A somewhat contrived simplified example:
public abstract class Animal {}
public class Dog : Animal {
public bool GoodBoy { get; set; }
public override string ToString() {
return "hello from dog";
}
}
public class Cat : Animal {
public bool Hungry { get; set; } // only cats can be hungry, dont think too much about it
}
// ... class MyHub : Hub { ...
// Input is: type = typeof(Dog) and animals is a list of 1 dog
public void SendChanges(Type type, List<Animal> animals) {
// Just serializing the animals without casting them gives incorrect objects
Console.WriteLine(JsonSerializer.Serialize(animals)); // Prints [{}]

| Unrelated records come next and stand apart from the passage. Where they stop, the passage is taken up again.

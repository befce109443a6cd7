//! Error types for dirscan
//!
//! This module defines the error hierarchy:
//! - Configuration errors (bad worker count, queue size, patterns)
//! - Scanner lifecycle errors (scan before init, close before finish)
//! - Root validation errors
//! - Recoverable per-directory listing errors
//! - Worker thread errors
//!
//! Only configuration, lifecycle and root errors are returned from the
//! scanner's operations. Listing errors travel on the Errors stream and
//! never stop a scan.

use std::io;
use std::path::PathBuf;
use thiserror::Error;

/// Top-level error type for dirscan
#[derive(Error, Debug)]
pub enum ScanError {
    /// Configuration errors
    #[error("Configuration error: {0}")]
    Config(#[from] ConfigError),

    /// `scan_directory` called before `init`
    #[error("Scanner not initialized: call init() first")]
    NotInitialized,

    /// `init` called twice on the same scanner
    #[error("Scanner already initialized: use a fresh scanner per scan")]
    AlreadyInitialized,

    /// A scan is already running on this scanner
    #[error("A scan is already in progress on this scanner")]
    AlreadyStarted,

    /// The scan on this scanner already finished
    #[error("Scan already finished: use a fresh scanner per scan")]
    AlreadyFinished,

    /// `close` called before the Finished event fired
    #[error("Cannot close scanner before the scan has finished")]
    NotFinished,

    /// `close` called twice
    #[error("Scanner already closed")]
    AlreadyClosed,

    /// Root path missing or not a directory
    #[error("Invalid scan root '{path}': {reason}")]
    InvalidRoot { path: PathBuf, reason: String },

    /// Worker/concurrency errors
    #[error("Worker error: {0}")]
    Worker(#[from] WorkerError),

    /// I/O errors
    #[error("I/O error: {0}")]
    Io(#[from] io::Error),

    /// Channel closed unexpectedly
    #[error("Channel closed unexpectedly")]
    ChannelClosed,
}

/// Configuration errors
#[derive(Error, Debug, Clone, PartialEq, Eq)]
pub enum ConfigError {
    /// Invalid worker count
    #[error("Invalid worker count {count}: must be between 1 and {max}")]
    InvalidWorkerCount { count: usize, max: usize },

    /// Invalid queue size
    #[error("Invalid queue size {size}: must be at least {min}")]
    InvalidQueueSize { size: usize, min: usize },

    /// Invalid stream buffer size
    #[error("Invalid {stream} buffer size {size}: must be at least {min}")]
    InvalidBufferSize {
        stream: &'static str,
        size: usize,
        min: usize,
    },

    /// Invalid exclude pattern
    #[error("Invalid exclude pattern '{pattern}': {reason}")]
    InvalidExcludePattern { pattern: String, reason: String },
}

/// Worker thread errors
#[derive(Error, Debug)]
pub enum WorkerError {
    /// Worker panicked
    #[error("Worker {id} panicked: {message}")]
    Panicked { id: usize, message: String },

    /// Worker thread could not be spawned
    #[error("Failed to initialize worker {id}: {reason}")]
    InitFailed { id: usize, reason: String },
}

/// A directory that could not be opened or enumerated
///
/// Delivered on the scanner's Errors stream. The rest of the tree is
/// still walked.
#[derive(Error, Debug)]
#[error("Failed to read directory '{}': {source}", path.display())]
pub struct ListError {
    /// Directory that failed
    pub path: PathBuf,

    /// Underlying I/O error
    #[source]
    pub source: io::Error,
}

impl ListError {
    pub fn new(path: impl Into<PathBuf>, source: io::Error) -> Self {
        Self {
            path: path.into(),
            source,
        }
    }

    /// Kind of the underlying I/O error
    pub fn kind(&self) -> io::ErrorKind {
        self.source.kind()
    }

    /// Directory was not readable by this process
    pub fn is_permission_denied(&self) -> bool {
        self.kind() == io::ErrorKind::PermissionDenied
    }

    /// Directory vanished between discovery and listing
    pub fn is_not_found(&self) -> bool {
        self.kind() == io::ErrorKind::NotFound
    }
}

/// Result type alias for ScanError
pub type Result<T> = std::result::Result<T, ScanError>;

/// Represents the outcome of processing a single directory job
#[derive(Debug)]
pub enum JobOutcome {
    /// Directory listed
    Listed {
        path: PathBuf,
        files: usize,
        subdirs: usize,
    },

    /// Listing failed; the error was forwarded to the Errors stream
    Failed { path: PathBuf, reason: String },

    /// Cancellation was requested before the directory was listed
    Cancelled { path: PathBuf },
}
#[test]
fn test_lifecycle_errors() {
    let tree = build_tree();
    let mut scanner = Scanner::new(ScanConfig::default());

    assert!(matches!(scanner.drain(|_| {}), Err(ScanError::NotInitialized)));

    scanner.init(2, AcceptAll).unwrap();
    scanner.scan_directory(tree.path()).unwrap();
    assert!(matches!(
        scanner.scan_directory(tree.path()),
        Err(ScanError::AlreadyStarted) | Err(ScanError::AlreadyFinished)
    ));

    scanner.drain(|_| {}).unwrap();
    scanner.close().unwrap();
    assert!(matches!(scanner.close(), Err(ScanError::AlreadyClosed)));
    assert!(matches!(scanner.drain(|_| {}), Err(ScanError::AlreadyClosed)));
}

#[test]
fn test_drop_without_close() {
    let tree = build_wide_tree(50, 5);
    let mut scanner = Scanner::new(ScanConfig::default().with_results_buffer(1));
    scanner.init(4, AcceptAll).unwrap();
    scanner.scan_directory(tree.path()).unwrap();

    // Read a little, then walk away; dropping must not hang
    let _ = scanner.results().recv();
    drop(scanner);
}
//! `allOf` flattening

use serde_json::{Map, Value};

use super::kind::{classify, map_children, SchemaKind};

/// Recursively fold every `allOf` composition into a single schema node.
///
/// Members are flattened depth-first, then folded in order on top of the
/// node's own sibling keys: objects merge key by key, later leaf values win,
/// `required` lists are unioned and non-empty `description`s are joined with
/// a space. The result never contains `allOf` along `properties`/`items`.
pub fn merge_all_of(schema: &Value) -> Value {
    match classify(schema) {
        SchemaKind::Composition(members) => {
            let mut base = schema.as_object().cloned().unwrap_or_default();
            base.shift_remove("allOf");

            let folded = members
                .iter()
                .map(merge_all_of)
                .fold(Folded::from_base(base), Folded::absorb);

            map_children(&Value::Object(folded.finish()), merge_all_of)
        }
        _ => map_children(schema, merge_all_of),
    }
}

/// Accumulator for folding composition members
struct Folded {
    node: Map<String, Value>,
    required: Option<Vec<String>>,
    descriptions: Vec<String>,
}

impl Folded {
    fn from_base(mut node: Map<String, Value>) -> Self {
        let mut folded = Self {
            required: None,
            descriptions: Vec::new(),
            node: Map::new(),
        };
        folded.take_special(&mut node);
        folded.node = node;
        folded
    }

    fn absorb(mut self, member: Value) -> Self {
        let Value::Object(mut member) = member else {
            return self;
        };
        self.take_special(&mut member);
        for (key, value) in member {
            merge_key(&mut self.node, key, value);
        }
        self
    }

    /// Pull out the two keys that are combined rather than overwritten
    fn take_special(&mut self, node: &mut Map<String, Value>) {
        if let Some(required) = node.shift_remove("required") {
            let union = self.required.get_or_insert_with(Vec::new);
            for name in required.as_array().into_iter().flatten().filter_map(Value::as_str) {
                if !union.iter().any(|existing| existing == name) {
                    union.push(name.to_string());
                }
            }
        }
        if let Some(Value::String(description)) = node.shift_remove("description") {
            if !description.is_empty() {
                self.descriptions.push(description);
            }
        }
    }

    fn finish(self) -> Map<String, Value> {
        let mut node = self.node;
        if let Some(required) = self.required {
            node.insert(
                "required".to_string(),
                Value::Array(required.into_iter().map(Value::String).collect()),
            );
        }
        if !self.descriptions.is_empty() {
            node.insert(
                "description".to_string(),
                Value::String(self.descriptions.join(" ")),
            );
        }
        node
    }
}

fn merge_key(target: &mut Map<String, Value>, key: String, value: Value) {
    match target.get_mut(&key) {
        Some(existing) => deep_merge(existing, value),
        None => {
            target.insert(key, value);
        }
    }
}

/// Objects merge recursively; any other value replaces the existing one
fn deep_merge(existing: &mut Value, incoming: Value) {
    match (existing, incoming) {
        (Value::Object(left), Value::Object(right)) => {
            for (key, value) in right {
                merge_key(left, key, value);
            }
        }
        (slot, incoming) => *slot = incoming,
    }
}

#[cfg(test)]
mod tests {
    use super::*;
    use serde_json::json;
    use std::collections::BTreeSet;

    fn required_set(schema: &Value) -> BTreeSet<String> {
        schema["required"]
            .as_array()
            .unwrap()
            .iter()
            .map(|v| v.as_str().unwrap().to_string())
            .collect()
    }

    #[test]
    fn test_required_union() {
        let schema = json!({"allOf": [{"required": ["a"]}, {"required": ["b"]}]});
        let flat = merge_all_of(&schema);

        assert_eq!(required_set(&flat), ["a", "b"].iter().map(|s| s.to_string()).collect());
        assert!(flat.get("allOf").is_none());
    }

    #[test]
    fn test_required_union_has_no_duplicates() {
        let schema = json!({"allOf": [{"required": ["a", "b"]}, {"required": ["b", "c"]}]});
        let flat = merge_all_of(&schema);
        assert_eq!(flat["required"], json!(["a", "b", "c"]));
    }

    #[test]
    fn test_descriptions_concatenate_in_order() {
        let schema = json!({
            "allOf": [
                {"description": "A pet."},
                {"description": ""},
                {"type": "object"},
                {"description": "With an owner."}
            ]
        });
        let flat = merge_all_of(&schema);
        assert_eq!(flat["description"], "A pet. With an owner.");
    }

    #[test]
    fn test_no_description_key_when_all_empty() {
        let schema = json!({"allOf": [{"type": "string"}, {"description": ""}]});
        let flat = merge_all_of(&schema);
        assert!(flat.get("description").is_none());
    }

    #[test]
    fn test_later_members_override_leaves() {
        let schema = json!({"allOf": [{"type": "string", "format": "date"}, {"format": "date-time"}]});
        let flat = merge_all_of(&schema);
        assert_eq!(flat, json!({"type": "string", "format": "date-time"}));
    }

    #[test]
    fn test_properties_merge_across_members() {
        let schema = json!({
            "allOf": [
                {"type": "object", "properties": {"id": {"type": "integer"}}},
                {"type": "object", "properties": {"name": {"type": "string"}}}
            ]
        });
        let flat = merge_all_of(&schema);
        let names: Vec<&String> = flat["properties"].as_object().unwrap().keys().collect();
        assert_eq!(names, vec!["id", "name"]);
    }

    #[test]
    fn test_sibling_keys_are_kept() {
        let schema = json!({
            "type": "object",
            "properties": {"name": {"type": "string", "minLength": 1}},
            "allOf": [{"required": ["name"]}]
        });
        let flat = merge_all_of(&schema);
        assert_eq!(
            flat,
            json!({
                "type": "object",
                "properties": {"name": {"type": "string", "minLength": 1}},
                "required": ["name"]
            })
        );
    }

    #[test]
    fn test_nested_composition_is_resolved() {
        let schema = json!({
            "allOf": [
                {"allOf": [{"required": ["a"]}, {"description": "inner"}]},
                {"description": "outer", "required": ["b"]}
            ]
        });
        let flat = merge_all_of(&schema);
        assert_eq!(flat["description"], "inner outer");
        assert_eq!(flat["required"], json!(["a", "b"]));
    }

    #[test]
    fn test_composition_inside_properties_and_items() {
        let schema = json!({
            "type": "object",
            "properties": {
                "owner": {"allOf": [{"type": "object"}, {"properties": {"id": {"type": "integer"}}}]},
                "tags": {
                    "type": "array",
                    "items": {"allOf": [{"type": "string"}, {"description": "tag"}]}
                }
            }
        });
        let flat = merge_all_of(&schema);
        assert_eq!(
            flat["properties"]["owner"],
            json!({"type": "object", "properties": {"id": {"type": "integer"}}})
        );
        assert_eq!(
            flat["properties"]["tags"]["items"],
            json!({"type": "string", "description": "tag"})
        );
    }

    #[test]
    fn test_idempotent() {
        let schema = json!({
            "type": "object",
            "description": "Order",
            "properties": {
                "lines": {
                    "type": "array",
                    "items": {"allOf": [
                        {"type": "object", "properties": {"sku": {"type": "string"}}, "required": ["sku"]},
                        {"properties": {"qty": {"type": "integer", "minimum": 1}}, "required": ["qty"]}
                    ]}
                }
            },
            "allOf": [{"required": ["lines"], "description": "with lines"}]
        });
        let once = merge_all_of(&schema);
        let twice = merge_all_of(&once);
        assert_eq!(once, twice);
    }

    #[test]
    fn test_input_is_not_mutated() {
        let schema = json!({"allOf": [{"type": "object"}]});
        let before = schema.clone();
        let _ = merge_all_of(&schema);
        assert_eq!(schema, before);
    }
}
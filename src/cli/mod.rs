//! Command-line entry point: resolve configuration and dispatch

pub mod args;

use std::sync::Arc;

use tracing::{error, info};

pub use args::{Args, LogFormat};

use crate::config::ServerConfig;
use crate::env::EnvVars;
use crate::errors::{Result, SpecmockError};
use crate::generate::OpenAiGenerator;
use crate::mock::{envelope_schema, MockEngine, MockServer};
use crate::openapi::{load_spec, SpecDocument};
use crate::routing::Router;
use crate::status::ExitStatus;

/// Run the CLI with parsed arguments
pub async fn run(args: Args) -> ExitStatus {
    match execute(&args).await {
        Ok(status) => status,
        Err(e) => {
            error!(error = %e, "specmock failed");
            eprintln!("specmock: {}", e);
            ExitStatus::Error
        }
    }
}

async fn execute(args: &Args) -> Result<ExitStatus> {
    let env = EnvVars::load();
    let config = resolve_config(args, &env)?;

    let spec_path = config
        .spec
        .clone()
        .ok_or_else(|| SpecmockError::Config("No spec file given: pass SPEC or set `spec` in the config file".to_string()))?;
    let spec = Arc::new(load_spec(&spec_path)?);

    if args.list {
        list_operations(&spec);
        return Ok(ExitStatus::Success);
    }

    if let Some(target) = &args.print_schema {
        return print_schema(spec, target);
    }

    config.validate()?;
    serve(config, spec).await
}

/// Merge config file, environment and flags, in increasing precedence
pub fn resolve_config(args: &Args, env: &EnvVars) -> Result<ServerConfig> {
    let mut config = match &args.config {
        Some(path) => ServerConfig::load(path, env)?,
        None => ServerConfig::default(),
    };

    if let Some(provider) = args.provider {
        config.generator.provider = Some(provider);
    }
    if let Some(ref key) = args.api_key {
        config.generator.api_key = key.clone();
    }
    config.generator.apply_env(env);

    if let Some(ref spec) = args.spec {
        config.spec = Some(spec.clone());
    }
    if let Some(ref host) = args.host {
        config.host = host.clone();
    }
    if let Some(port) = args.port {
        config.port = port;
    }
    if args.cors {
        config.cors = true;
    }
    if args.no_log {
        config.log_requests = false;
    }
    if let Some(ref model) = args.model {
        config.generator.model = model.clone();
    }
    if let Some(ref base_url) = args.base_url {
        config.generator.base_url = Some(base_url.clone());
    }
    if let Some(ref version) = args.api_version {
        config.generator.api_version = Some(version.clone());
    }
    if let Some(timeout) = args.timeout {
        config.generator.timeout_secs = timeout;
    }

    Ok(config)
}

fn list_operations(spec: &SpecDocument) {
    for (template, item) in &spec.paths {
        for (method, operation) in &item.operations {
            let status = operation
                .first_response()
                .map(|(status, _)| status.to_string())
                .unwrap_or_else(|| "-".to_string());
            println!("{:7} {} -> {}", method.to_uppercase(), template, status);
        }
    }
}

fn print_schema(spec: Arc<SpecDocument>, target: &[String]) -> Result<ExitStatus> {
    let [method, path] = target else {
        return Err(SpecmockError::Argument("--print-schema takes METHOD PATH".to_string()));
    };

    let router = Router::new(spec);
    let route = router.route(method, path)?;
    match envelope_schema(&route) {
        Some(schema) => println!("{}", serde_json::to_string_pretty(&schema)?),
        None => println!("{} {} answers {} with no body", method.to_uppercase(), route.template, route.status),
    }
    Ok(ExitStatus::Success)
}

async fn serve(config: ServerConfig, spec: Arc<SpecDocument>) -> Result<ExitStatus> {
    let generator = OpenAiGenerator::new(config.generator.clone())?;
    info!(
        provider = ?config.generator.provider(),
        model = %config.generator.model,
        endpoint = %generator.endpoint(),
        "Using generator"
    );

    let engine = MockEngine::new(spec, generator).with_system_prompt(&config.generator.system_prompt);
    let server = MockServer::new(config, engine);

    tokio::select! {
        result = server.run() => {
            result?;
            Ok(ExitStatus::Success)
        }
        _ = tokio::signal::ctrl_c() => {
            info!("Interrupted, shutting down");
            Ok(ExitStatus::Interrupted)
        }
    }
}
//! Request routing against the spec document

use std::sync::Arc;

use serde_json::Value;

use super::matcher::{PathMatcher, PathParams};
use crate::errors::{Result, SpecmockError};
use crate::openapi::SpecDocument;

/// What the selected operation answers with
#[derive(Debug, Clone, PartialEq)]
pub enum ResponseTarget<'a> {
    /// Declared response has no content: answer with the status only
    Empty,
    /// Raw JSON schema of the declared response body
    Schema(&'a Value),
}

/// A routed request
#[derive(Debug, Clone, PartialEq)]
pub struct RouteTarget<'a> {
    pub template: &'a str,
    pub method: String,
    pub params: PathParams,
    /// Status of the first declared response
    pub status: u16,
    pub response: ResponseTarget<'a>,
}

/// Routes requests to operations of a shared, read-only spec document
#[derive(Debug, Clone)]
pub struct Router {
    spec: Arc<SpecDocument>,
    matcher: PathMatcher,
}

impl Router {
    pub fn new(spec: Arc<SpecDocument>) -> Self {
        let matcher = PathMatcher::new(spec.templates());
        Self { spec, matcher }
    }

    pub fn spec(&self) -> &SpecDocument {
        &self.spec
    }

    /// Select the operation and response for `method` and `path`.
    ///
    /// Fails with `NotFound` when no template matches, `MethodNotAllowed`
    /// when the template has no operation for the method and
    /// `SchemaUnavailable` when the first declared response has content but
    /// no JSON schema. An operation without responses answers 200 with no
    /// body.
    pub fn route(&self, method: &str, path: &str) -> Result<RouteTarget<'_>> {
        let matched = self.matcher.find(path).ok_or_else(|| SpecmockError::NotFound {
            path: path.to_string(),
        })?;

        let method = method.to_ascii_lowercase();
        let operation = self
            .spec
            .operation(matched.template, &method)
            .ok_or_else(|| SpecmockError::MethodNotAllowed {
                path: matched.template.to_string(),
                method: method.clone(),
            })?;

        let Some((status, response)) = operation.first_response() else {
            return Ok(RouteTarget {
                template: matched.template,
                method,
                params: matched.params,
                status: 200,
                response: ResponseTarget::Empty,
            });
        };

        let target = if response.content.is_none() {
            ResponseTarget::Empty
        } else {
            let schema = response.json_schema().ok_or_else(|| SpecmockError::SchemaUnavailable {
                path: matched.template.to_string(),
                method: method.clone(),
                status,
            })?;
            ResponseTarget::Schema(schema)
        };

        Ok(RouteTarget {
            template: matched.template,
            method,
            params: matched.params,
            status,
            response: target,
        })
    }
}
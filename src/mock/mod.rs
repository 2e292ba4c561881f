//! Spec-driven mock server
//!
//! Matches requests against the spec's path templates, derives a strict
//! schema for the declared response and asks the generator for a body.

pub mod engine;
pub mod server;

pub use engine::{envelope_schema, MockEngine, MockRequest, MockResponse, PreparedRoute};
pub use server::MockServer;
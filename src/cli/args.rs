//! CLI argument definitions using clap

use clap::{ArgAction, Parser, ValueEnum};
use std::path::PathBuf;

use crate::config::{Provider, SecretString};

/// specmock - answer OpenAPI operations with model-generated JSON
#[derive(Parser, Debug, Clone)]
#[command(name = "specmock", version, about, long_about = None)]
pub struct Args {
    /// OpenAPI 3.x or Swagger 2.0 document (JSON or YAML)
    #[arg(value_name = "SPEC")]
    pub spec: Option<PathBuf>,

    /// Config file (YAML, JSON, or TOML)
    #[arg(short = 'c', long = "config", value_name = "FILE")]
    pub config: Option<PathBuf>,

    // =========================================================================
    // SERVER
    // =========================================================================

    /// Bind host (default: 127.0.0.1)
    #[arg(long = "host", value_name = "HOST")]
    pub host: Option<String>,

    /// Bind port (default: 5010)
    #[arg(short = 'p', long = "port", value_name = "PORT")]
    pub port: Option<u16>,

    /// Add CORS headers to every response
    #[arg(long = "cors", action = ArgAction::SetTrue)]
    pub cors: bool,

    /// Don't log each request
    #[arg(long = "no-log", action = ArgAction::SetTrue)]
    pub no_log: bool,

    // =========================================================================
    // GENERATOR
    // =========================================================================

    /// Chat-completions API flavour
    #[arg(long = "provider", value_name = "PROVIDER", value_enum)]
    pub provider: Option<Provider>,

    /// Model (OpenAI) or deployment (Azure) name (default: gpt-4o)
    #[arg(short = 'm', long = "model", value_name = "MODEL")]
    pub model: Option<String>,

    /// API base URL (OpenAI) or resource endpoint (Azure)
    #[arg(long = "base-url", value_name = "URL")]
    pub base_url: Option<String>,

    /// API key (prefer OPENAI_API_KEY / AZURE_OPENAI_API_KEY)
    #[arg(long = "api-key", value_name = "KEY")]
    pub api_key: Option<SecretString>,

    /// Azure OpenAI api-version
    #[arg(long = "api-version", value_name = "VERSION")]
    pub api_version: Option<String>,

    /// Generator request timeout in seconds (default: 60)
    #[arg(long = "timeout", value_name = "SECONDS")]
    pub timeout: Option<u64>,

    // =========================================================================
    // OFFLINE
    // =========================================================================

    /// Print the strict envelope schema for METHOD PATH and exit
    #[arg(long = "print-schema", num_args = 2, value_names = ["METHOD", "PATH"])]
    pub print_schema: Option<Vec<String>>,

    /// List the spec's operations and exit
    #[arg(long = "list", action = ArgAction::SetTrue)]
    pub list: bool,

    // =========================================================================
    // TROUBLESHOOTING
    // =========================================================================

    /// Output format for logs: json (JSON Lines) or text (default)
    #[arg(long = "log-format", value_name = "FORMAT", value_enum)]
    pub log_format: Option<LogFormat>,

    /// Log envelope schemas, prompts and generated values
    #[arg(short = 'v', long = "verbose", action = ArgAction::SetTrue)]
    pub verbose: bool,
}

/// Log format for structured output
#[derive(Copy, Clone, Debug, Default, PartialEq, Eq, ValueEnum)]
pub enum LogFormat {
    /// Plain text output (default)
    #[default]
    Text,
    /// JSON Lines format for parsing
    Json,
}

// So we have to cast to the input type
var animalsAsType = animals.Select(a => Convert.ChangeType(a, type).ToList();
Console.WriteLine(JsonSerializer.Serialize(animalsAsType)); // Prints [{"GoodBoy":true}]
// However, ...
Clients.Others.SendAsync($"On{type.Name}Changed", animalsAsType); // Clients receive ["hello from dog"]
}
What am I doing wrong here? I suspect there's something wrong in my linq Select
, but I am unsure how to cast an Animal
to type
(with it throwing a ClassCastException
if the animal instance is not actually the type we're trying to cast to) that does not use Convert.ChangeType
.
Note: Due to technical limitations in my real code I do require that the signature of SendChanges(Type type, List<Animal> animals)
doesn't change.
I found the issue: Turns out that I forgot that I had registered a custom json converter that used ToString
. Once I followed this solution everything worked perfectly.